_Directions for this task_
Word for word, restate every line of the listing that follows.

═════ Input for this task

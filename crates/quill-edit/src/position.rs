//! Text position type.
//!
//! All coordinates are **0-indexed**. Line 0 is the first line, column 0 is the
//! first character. Columns count Unicode scalar values (chars), not bytes or
//! grapheme clusters. This matches how `ropey` indexes text and gives O(log n)
//! access through the rope's internal tree.
//!
//! Display layers (the status line) should convert to 1-indexed for the
//! user — that conversion never belongs here.

use std::fmt;

/// A position in a document: (line, column), both 0-indexed.
///
/// `col` is the char offset from the start of the line, **not** a byte offset.
/// For the line `"café"`, column 3 is `'é'` and column 4 is past the last
/// visible character (the cursor-after-last-char position).
///
/// # Ordering
///
/// Positions are ordered lexicographically: line first, then column. This means
/// `Position { line: 0, col: 5 }` < `Position { line: 1, col: 0 }`.
#[derive(Clone, Copy, PartialEq, Eq, Hash)]
pub struct Position {
    pub line: usize,
    pub col: usize,
}

impl Position {
    /// The origin — line 0, column 0.
    pub const ZERO: Self = Self { line: 0, col: 0 };

    /// Create a new position.
    #[inline]
    #[must_use]
    pub const fn new(line: usize, col: usize) -> Self {
        Self { line, col }
    }

    /// True when both line and col are zero.
    #[inline]
    #[must_use]
    pub const fn is_zero(self) -> bool {
        self.line == 0 && self.col == 0
    }
}

// Natural ordering: line first, then column.
impl Ord for Position {
    #[inline]
    fn cmp(&self, other: &Self) -> std::cmp::Ordering {
        self.line
            .cmp(&other.line)
            .then(self.col.cmp(&other.col))
    }
}

impl PartialOrd for Position {
    #[inline]
    fn partial_cmp(&self, other: &Self) -> Option<std::cmp::Ordering> {
        Some(self.cmp(other))
    }
}

impl fmt::Debug for Position {
    fn fmt(&self, f: &mut fmt::Formatter<'_>) -> fmt::Result {
        write!(f, "Pos({}:{})", self.line, self.col)
    }
}

impl fmt::Display for Position {
    fn fmt(&self, f: &mut fmt::Formatter<'_>) -> fmt::Result {
        // 1-indexed for human display.
        write!(f, "{}:{}", self.line + 1, self.col + 1)
    }
}

// ---------------------------------------------------------------------------
// Tests
// ---------------------------------------------------------------------------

══════════

_Exercise response_
filename crates/quill-edit/src/position.rs
//! Text position type.
//!
//! All coordinates are **0-indexed**. Line 0 is the first line, column 0 is the
//! first character. Columns count Unicode scalar values (chars), not bytes or
//! grapheme clusters. This matches how `ropey` indexes text and gives O(log n)
//! access through the rope's internal tree.
//!
//! Display layers (the status line) should convert to 1-indexed for the
//! user — that conversion never belongs here.

use std::fmt;

/// A position in a document: (line, column), both 0-indexed.
///
/// `col` is the char offset from the start of the line, **not** a byte offset.
/// For the line `"café"`, column 3 is `'é'` and column 4 is past the last
/// visible character (the cursor-after-last-char position).
///
/// # Ordering
///
/// Positions are ordered lexicographically: line first, then column. This means
/// `Position { line: 0, col: 5 }` < `Position { line: 1, col: 0 }`.
#[derive(Clone, Copy, PartialEq, Eq, Hash)]
pub struct Position {
    pub line: usize,
    pub col: usize,
}

impl Position {
    /// The origin — line 0, column 0.
    pub const ZERO: Self = Self { line: 0, col: 0 };

    /// Create a new position.
    #[inline]
    #[must_use]
    pub const fn new(line: usize, col: usize) -> Self {
        Self { line, col }
    }

    /// True when both line and col are zero.
    #[inline]
    #[must_use]
    pub const fn is_zero(self) -> bool {
        self.line == 0 && self.col == 0
    }
}

// Natural ordering: line first, then column.
impl Ord for Position {
    #[inline]
    fn cmp(&self, other: &Self) -> std::cmp::Ordering {
        self.line
            .cmp(&other.line)
            .then(self.col.cmp(&other.col))
    }
}

impl PartialOrd for Position {
    #[inline]
    fn partial_cmp(&self, other: &Self) -> Option<std::cmp::Ordering> {
        Some(self.cmp(other))
    }
}

impl fmt::Debug for Position {
    fn fmt(&self, f: &mut fmt::Formatter<'_>) -> fmt::Result {
        write!(f, "Pos({}:{})", self.line, self.col)
    }
}

impl fmt::Display for Position {
    fn fmt(&self, f: &mut fmt::Formatter<'_>) -> fmt::Result {
        // 1-indexed for human display.
        write!(f, "{}:{}", self.line + 1, self.col + 1)
    }
}

// ---------------------------------------------------------------------------
// Tests
// ---------------------------------------------------------------------------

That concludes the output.